A second useful technique is the use of PCR for the introduction of mutations into DNA. The method used to do this is summarized in Fig. 4. Two PCR reactions are carried out separately. Each reaction is performed with one outer completely homologous primer and an internal primer that contains the mutation of interest.

FIGURE 4. Introduction of mutations into a DNA target via PCR. The double-stranded DNA target in which a mutation will be introduced is indicated by the two heavy dark lines. The primers for amplification of the sequence are indicated by light lines with arrows. The nucleotide(s) that will be mutated is located in the internal primers and is indicated by an X. Initially, two PCR reactions are carried out to generate two smaller overlapping double-stranded DNA products that contain the mutation of interest.
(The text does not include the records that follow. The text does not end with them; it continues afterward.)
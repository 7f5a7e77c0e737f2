//! Nearby-resource lookup via the Overpass API, plus distance ranking.

use crate::category::categorize;
use crate::types::{Coordinate, RawResource, ResourcePoint};
use firegpt_core::config::GeoSettings;
use firegpt_core::{AppError, AppResult};
use serde::Deserialize;
use std::collections::HashMap;
use std::time::Duration;

const EARTH_RADIUS_KM: f64 = 6371.0;

/// Tag keys consulted, in order, for an element's raw type.
const TYPE_KEYS: &[&str] = &["amenity", "emergency", "landuse", "natural", "waterway"];

/// Features that can help or threaten an incident response.
const FEATURE_FILTERS: &[&str] = &[
    r#"["amenity"="fire_station"]"#,
    r#"["amenity"="police"]"#,
    r#"["amenity"~"^(hospital|clinic)$"]"#,
    r#"["emergency"="fire_hydrant"]"#,
    r#"["natural"="water"]"#,
    r#"["landuse"="reservoir"]"#,
    r#"["waterway"="river"]"#,
    r#"["landuse"="residential"]"#,
    r#"["landuse"="forest"]"#,
    r#"["natural"="wood"]"#,
];

/// Finds mapped features around a coordinate.
#[async_trait::async_trait]
pub trait ResourceLookup: Send + Sync {
    async fn nearby(&self, center: Coordinate, radius_km: f64) -> AppResult<Vec<RawResource>>;
}

#[derive(Debug, Deserialize)]
struct OverpassResponse {
    #[serde(default)]
    elements: Vec<OverpassElement>,
}

#[derive(Debug, Deserialize)]
struct OverpassElement {
    lat: Option<f64>,
    lon: Option<f64>,
    center: Option<OverpassCenter>,
    #[serde(default)]
    tags: HashMap<String, String>,
}

#[derive(Debug, Deserialize)]
struct OverpassCenter {
    lat: f64,
    lon: f64,
}

/// Overpass API client.
pub struct OverpassLookup {
    url: String,
    client: reqwest::Client,
    timeout_secs: u64,
}

impl OverpassLookup {
    pub fn new(url: impl Into<String>, user_agent: &str, timeout: Duration) -> AppResult<Self> {
        let client = reqwest::Client::builder()
            .timeout(timeout)
            .user_agent(user_agent)
            .build()
            .map_err(|e| AppError::Geo(format!("Failed to build HTTP client: {}", e)))?;

        Ok(Self {
            url: url.into(),
            client,
            timeout_secs: timeout.as_secs().max(1),
        })
    }

    pub fn from_settings(settings: &GeoSettings) -> AppResult<Self> {
        Self::new(
            &settings.overpass_url,
            &settings.user_agent,
            Duration::from_secs(settings.overpass_timeout_secs),
        )
    }
}

#[async_trait::async_trait]
impl ResourceLookup for OverpassLookup {
    async fn nearby(&self, center: Coordinate, radius_km: f64) -> AppResult<Vec<RawResource>> {
        let query = build_query(center, radius_km, self.timeout_secs);
        tracing::debug!("Querying Overpass around {} ({} km)", center, radius_km);

        let response = self
            .client
            .post(&self.url)
            .form(&[("data", query.as_str())])
            .send()
            .await
            .map_err(|e| AppError::Geo(format!("Overpass request failed: {}", e)))?;

        if !response.status().is_success() {
            return Err(AppError::Geo(format!(
                "Overpass API error ({})",
                response.status()
            )));
        }

        let body: OverpassResponse = response
            .json()
            .await
            .map_err(|e| AppError::Geo(format!("Failed to parse Overpass response: {}", e)))?;

        let resources = parse_elements(body);
        tracing::info!("Overpass returned {} resources", resources.len());
        Ok(resources)
    }
}

/// Overpass QL for every feature filter within `radius_km` of `center`.
pub fn build_query(center: Coordinate, radius_km: f64, timeout_secs: u64) -> String {
    let around = format!(
        "(around:{:.0},{},{})",
        radius_km * 1000.0,
        center.lat,
        center.lon
    );
    let mut query = format!("[out:json][timeout:{}];\n(\n", timeout_secs);
    for filter in FEATURE_FILTERS {
        query.push_str(&format!("  nwr{}{};\n", filter, around));
    }
    query.push_str(");\nout center;");
    query
}

fn parse_elements(body: OverpassResponse) -> Vec<RawResource> {
    body.elements
        .into_iter()
        .filter_map(|element| {
            let (lat, lon) = match (element.lat, element.lon, &element.center) {
                (Some(lat), Some(lon), _) => (lat, lon),
                (_, _, Some(center)) => (center.lat, center.lon),
                _ => return None,
            };
            let kind = TYPE_KEYS
                .iter()
                .find_map(|key| element.tags.get(*key))
                .cloned()
                .unwrap_or_default();
            let name = element
                .tags
                .get("name")
                .cloned()
                .unwrap_or_else(|| "Unnamed".to_string());

            Some(RawResource {
                name,
                kind,
                lat,
                lon,
            })
        })
        .collect()
}

/// Great-circle distance in kilometres.
pub fn haversine_km(a: Coordinate, b: Coordinate) -> f64 {
    let d_lat = (b.lat - a.lat).to_radians();
    let d_lon = (b.lon - a.lon).to_radians();
    let h = (d_lat / 2.0).sin().powi(2)
        + a.lat.to_radians().cos() * b.lat.to_radians().cos() * (d_lon / 2.0).sin().powi(2);
    2.0 * EARTH_RADIUS_KM * h.sqrt().asin()
}

/// Attach distances and categories, sort nearest first and keep `limit`.
pub fn rank_resources(center: Coordinate, raw: Vec<RawResource>, limit: usize) -> Vec<ResourcePoint> {
    let mut points: Vec<ResourcePoint> = raw
        .into_iter()
        .map(|r| {
            let distance_km = haversine_km(center, Coordinate { lat: r.lat, lon: r.lon });
            ResourcePoint {
                category: categorize(&r.kind),
                name: r.name,
                kind: r.kind,
                lat: r.lat,
                lon: r.lon,
                distance_km,
            }
        })
        .collect();

    points.sort_by(|a, b| a.distance_km.total_cmp(&b.distance_km));
    points.truncate(limit);
    points
}

#[cfg(test)]
mod tests {
    use super::*;
    use crate::types::ResourceCategory;

    fn at(lat: f64, lon: f64) -> Coordinate {
        Coordinate { lat, lon }
    }

    fn raw(name: &str, kind: &str, lat: f64, lon: f64) -> RawResource {
        RawResource {
            name: name.to_string(),
            kind: kind.to_string(),
            lat,
            lon,
        }
    }

    #[test]
    fn test_haversine() {
        assert_eq!(haversine_km(at(10.0, 10.0), at(10.0, 10.0)), 0.0);
        // One degree of latitude is about 111.19 km
        let d = haversine_km(at(0.0, 0.0), at(1.0, 0.0));
        assert!((d - 111.19).abs() < 0.01, "got {}", d);
        // Los Angeles to San Francisco, roughly 559 km
        let d = haversine_km(at(34.0522, -118.2437), at(37.7749, -122.4194));
        assert!((d - 559.0).abs() < 2.0, "got {}", d);
    }

    #[test]
    fn test_rank_sorts_and_truncates() {
        let center = at(0.0, 0.0);
        let ranked = rank_resources(
            center,
            vec![
                raw("Far", "police", 0.05, 0.0),
                raw("Near", "fire_station", 0.01, 0.0),
                raw("Mid", "hospital", 0.03, 0.0),
            ],
            2,
        );

        let names: Vec<&str> = ranked.iter().map(|p| p.name.as_str()).collect();
        assert_eq!(names, vec!["Near", "Mid"]);
        assert_eq!(ranked[0].category, ResourceCategory::FireStation);
        assert!(ranked[0].distance_km < ranked[1].distance_km);
    }

    #[test]
    fn test_parse_elements() {
        let body: OverpassResponse = serde_json::from_value(serde_json::json!({
            "elements": [
                {"type": "node", "id": 1, "lat": 34.1, "lon": -118.2,
                 "tags": {"amenity": "fire_station", "name": "Station 9"}},
                {"type": "way", "id": 2, "center": {"lat": 34.2, "lon": -118.3},
                 "tags": {"landuse": "reservoir"}},
                {"type": "relation", "id": 3, "tags": {"natural": "wood"}},
                {"type": "node", "id": 4, "lat": 34.3, "lon": -118.4,
                 "tags": {"emergency": "fire_hydrant", "amenity": "police"}}
            ]
        }))
        .unwrap();

        let resources = parse_elements(body);

        assert_eq!(
            resources,
            vec![
                raw("Station 9", "fire_station", 34.1, -118.2),
                raw("Unnamed", "reservoir", 34.2, -118.3),
                raw("Unnamed", "police", 34.3, -118.4),
            ]
        );
    }

    #[test]
    fn test_empty_response() {
        let body: OverpassResponse = serde_json::from_str("{}").unwrap();
        assert!(parse_elements(body).is_empty());
    }

    #[test]
    fn test_build_query() {
        let query = build_query(at(34.05, -118.25), 10.0, 25);

        assert!(query.starts_with("[out:json][timeout:25];"));
        assert!(query.contains(r#"nwr["amenity"="fire_station"](around:10000,34.05,-118.25);"#));
        assert!(query.ends_with("out center;"));
    }

    #[tokio::test]
    async fn test_unreachable_server_is_geo_error() {
        let lookup =
            OverpassLookup::new("http://127.0.0.1:1/api/interpreter", "firegpt-test", Duration::from_secs(2))
                .unwrap();
        let result = lookup.nearby(at(0.0, 0.0), 1.0).await;
        assert!(matches!(result, Err(AppError::Geo(_))));
    }
}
The products are purified, heat denatured, and allowed to reanneal. Overlapping DNA fragments are extended using polymerase to generate a double-stranded, full-length product containing the mutation. This product is subjected to PCR using the two original outer primers to amplify the target and yield a DNA fragment with a newly engineered mutation

This mutation can be a single or multiple nucleotide change as long as the primer contains enough completely homologous sequence to recognize its target region. Following the two PCR reactions, the samples are purified, allowed to anneal to each other, and the recessed 3' ends filled in enzymatically. The resultant molecule can then be amplified with the original two outer primers to generate a DNA fragment with a specific mutation introduced.
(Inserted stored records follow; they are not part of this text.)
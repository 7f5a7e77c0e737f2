//! Command handlers for the FireGPT CLI.
//!
//! This module organizes all CLI commands into separate submodules.

pub mod ask;
pub mod ingest;
pub mod models;
pub mod plan;
pub mod serve;

// Re-export command types for convenience
pub use ask::AskCommand;
pub use ingest::IngestCommand;
pub use models::ModelsCommand;
pub use plan::PlanCommand;
pub use serve::ServeCommand;

use firegpt_core::AppResult;
use serde::Serialize;

/// Print `value` as pretty JSON on stdout.
pub(crate) fn print_json<T: Serialize>(value: &T) -> AppResult<()> {
    println!("{}", serde_json::to_string_pretty(value)?);
    Ok(())
}
//! LLM integration crate for FireGPT.
//!
//! Text generation goes through a single [`ModelRegistry`] that owns the
//! active backend: either a real model served by a runtime behind the
//! [`LlmClient`] trait, or a stub that returns a fixed placeholder when no
//! model could be loaded.
//!
//! # Providers
//! - **llama-server**: llama.cpp HTTP server, one child process per model
//!
//! # Example
//! ```no_run
//! use firegpt_llm::{InferenceParams, ModelRegistry, providers::LlamaServerLoader};
//! use std::{path::Path, sync::Arc, time::Duration};
//!
//! # async fn example() -> Result<(), Box<dyn std::error::Error>> {
//! let loader = Arc::new(LlamaServerLoader::new(
//!     "llama-server",
//!     Duration::from_secs(60),
//!     Duration::from_secs(300),
//! ));
//! let registry =
//!     ModelRegistry::bootstrap(loader, InferenceParams::default(), Path::new("."), false).await;
//! println!("{}", registry.invoke("Hello").await?);
//! # Ok(())
//! # }
//! ```

pub mod client;
pub mod providers;
pub mod registry;

// Re-export main types
pub use client::{LlmClient, LlmRequest, LlmResponse, LlmUsage};
pub use providers::{LlamaServerClient, LlamaServerLoader};
pub use registry::{
    discover_models, Backend, BackendLoader, InferenceParams, LoadOutcome, ModelRegistry,
    RealModel, StubModel,
};
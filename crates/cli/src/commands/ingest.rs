//! Ingest command handler.

use clap::Args;
use firegpt_core::{config::AppConfig, AppError, AppResult};
use std::path::PathBuf;

use super::print_json;
use crate::state::AppState;

/// Add a PDF or image to the knowledge base
#[derive(Args, Debug)]
pub struct IngestCommand {
    /// Document to ingest (pdf, png, jpg, jpeg, bmp, tiff)
    pub file: PathBuf,

    /// Output as JSON
    #[arg(long)]
    pub json: bool,
}

impl IngestCommand {
    pub async fn execute(&self, config: AppConfig) -> AppResult<()> {
        tracing::info!("Executing ingest command for {:?}", self.file);

        let filename = self
            .file
            .file_name()
            .map(|n| n.to_string_lossy().to_string())
            .ok_or_else(|| AppError::InvalidInput(format!("Not a file: {:?}", self.file)))?;
        let bytes = tokio::fs::read(&self.file).await?;

        let state = AppState::initialize(&config).await?;
        let result = state.ingestor.ingest(&filename, &bytes).await?;

        if self.json {
            print_json(&serde_json::json!({
                "file": filename,
                "chunksAdded": result.chunks_added,
                "chars": result.text.chars().count(),
            }))?;
        } else {
            println!(
                "Ingested {} ({} chars, {} new chunks)",
                filename,
                result.text.chars().count(),
                result.chunks_added
            );
        }

        Ok(())
    }
}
The introduction of mutations into DNA is useful for many reasons. One example is the study of protein function. A single amino acid of a protein can be examined by mutating it and analyzing the effect of this on protein activity. To mutate an amino acid, the three nucleotides encoding its corresponding codon in the DNA sequence are altered. The new protein sequence with the alteration can then be expressed and characterized. In addition to the introduction of mutations, PCR can also be used to insert and delete sequences from a DNA fragment of interest.

A third common use of PCR in the laboratory is in the study of gene transcriptional regulation. It is often of interest to examine whether the level of RNA transcribed from a particular gene is upregulated or downregulated over time or in response to specific reagents. However, sometimes the amount of RNA being examined is insufficient to be detected by typical methods. Amplifying a sequence from a small amount of RNA is called reverse transcriptase PCR or RT-PCR and is summarized in Fig. 5.
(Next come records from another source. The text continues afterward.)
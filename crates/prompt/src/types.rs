//! Prompt types for FireGPT.
//!
//! This module defines the domain entities for the prompt system.

use serde::{Deserialize, Serialize};
use std::collections::HashMap;

/// A prompt definition loaded from YAML.
#[derive(Debug, Clone, Serialize, Deserialize)]
pub struct PromptDefinition {
    /// Unique prompt identifier
    pub id: String,

    /// Human-readable title
    pub title: String,

    /// API version for schema evolution
    #[serde(rename = "apiVersion")]
    pub api_version: String,

    /// Creator identifier
    #[serde(rename = "createdBy", default)]
    pub created_by: String,

    /// System instruction (Handlebars syntax allowed)
    #[serde(default, skip_serializing_if = "Option::is_none")]
    pub system: Option<String>,

    /// Context injection settings
    #[serde(default)]
    pub context: PromptContextConfig,

    /// Human turn template with Handlebars syntax
    pub template: String,

    /// Output specification
    #[serde(default)]
    pub output: PromptOutputSpec,
}

/// Context injection configuration.
#[derive(Debug, Clone, Default, Serialize, Deserialize)]
pub struct PromptContextConfig {
    /// Expose retrieved context as `{{knowledgeContext}}`
    #[serde(rename = "includeKnowledgeBase", default)]
    pub include_knowledge_base: bool,
}

/// Output specification for the prompt.
#[derive(Debug, Clone, Serialize, Deserialize)]
pub struct PromptOutputSpec {
    /// Output format (e.g., "text", "markdown")
    #[serde(default = "default_format")]
    pub format: String,

    /// Run the output normalizer over generated text
    #[serde(default)]
    pub normalize: bool,
}

fn default_format() -> String {
    "markdown".to_string()
}

impl Default for PromptOutputSpec {
    fn default() -> Self {
        Self {
            format: default_format(),
            normalize: false,
        }
    }
}

/// A fully built prompt ready for rendering.
#[derive(Debug, Clone, Serialize, Deserialize)]
pub struct BuiltPrompt {
    /// System message (optional)
    pub system: Option<String>,

    /// User message (required)
    pub user: String,

    /// Metadata about the built prompt
    pub metadata: BuiltPromptMetadata,
}

/// Metadata about a built prompt.
#[derive(Debug, Clone, Serialize, Deserialize)]
pub struct BuiltPromptMetadata {
    /// Source prompt ID
    #[serde(rename = "sourcePromptId")]
    pub source_prompt_id: String,

    /// Whether retrieved context was injected
    #[serde(rename = "knowledgeContextIncluded")]
    pub knowledge_context_included: bool,

    /// Whether the caller should normalize the output
    pub normalize: bool,

    /// Template variables that were resolved
    #[serde(rename = "resolvedVariables")]
    pub resolved_variables: HashMap<String, String>,
}

impl BuiltPrompt {
    /// Create a new built prompt.
    pub fn new(
        system: Option<String>,
        user: String,
        source_prompt_id: String,
        knowledge_context_included: bool,
        normalize: bool,
        resolved_variables: HashMap<String, String>,
    ) -> Self {
        Self {
            system,
            user,
            metadata: BuiltPromptMetadata {
                source_prompt_id,
                knowledge_context_included,
                normalize,
                resolved_variables,
            },
        }
    }
}

#[cfg(test)]
mod tests {
    use super::*;

    #[test]
    fn test_prompt_definition_deserialization() {
        let yaml = r#"
id: test.prompt
title: Test Prompt
apiVersion: "1.0"
createdBy: test
system: "You are terse."
context:
  includeKnowledgeBase: true
template: "{{question}}"
"#;

        let def: PromptDefinition = serde_yaml::from_str(yaml).unwrap();
        assert_eq!(def.id, "test.prompt");
        assert_eq!(def.system.as_deref(), Some("You are terse."));
        assert!(def.context.include_knowledge_base);
        assert_eq!(def.output.format, "markdown");
        assert!(!def.output.normalize);
    }

    #[test]
    fn test_built_prompt_creation() {
        let mut vars = HashMap::new();
        vars.insert("question".to_string(), "test".to_string());

        let built = BuiltPrompt::new(
            Some("System message".to_string()),
            "User message".to_string(),
            "test.prompt".to_string(),
            true,
            false,
            vars,
        );

        assert_eq!(built.system, Some("System message".to_string()));
        assert_eq!(built.user, "User message");
        assert_eq!(built.metadata.source_prompt_id, "test.prompt");
        assert!(built.metadata.knowledge_context_included);
    }
}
FIGURE 5. Reverse transcriptase polymerase chain reaction. An mRNA template is shown containing a polyadenylated 3' tail. A DNA oligonucleotide primer is hybridized to the RNA. A polythymidine DNA primer is shown; however, a gene-specific primer or a collection of random hexamers can also be used. The reverse transcriptase reaction is carried out to generate a DNA template as part of a DNA-RNA hybrid. Gene-specific primers and Taq polymerase are then added and a PCR reaction is carried out. The product can be analyzed by electrophoresis and quantitated to determine the relative transcription levels of the original RNA

The RNA of interest is first subjected to a reverse transcription reaction. Reverse transcriptase is a polymerase encoded by viruses that is able to synthesize a DNA strand from a RNA strand by extension of a DNA primer. Several types of DNA primers can be used in the reverse transcriptase reaction. One type is a specific primer that is homologous to the gene of interest. A second type, illustrated here, is a polythymidine oligonucleotide that can hybridize to the polyadenine sequence that is present at the 3' end of eukaryotic mRNAs.

A third type is a mixture of random hexamer oligonucleotides that can hybridize and therefore, theoretically, prime at all RNA sequences present, thus converting all RNAs to DNAs. Following this first-strand DNA synthesis from RNA, gene-specific primers are utilized and a typical PCR reaction is carried out. Samples can be analyzed by electrophoresis and compared to determine the relative amounts of original RNA that was present.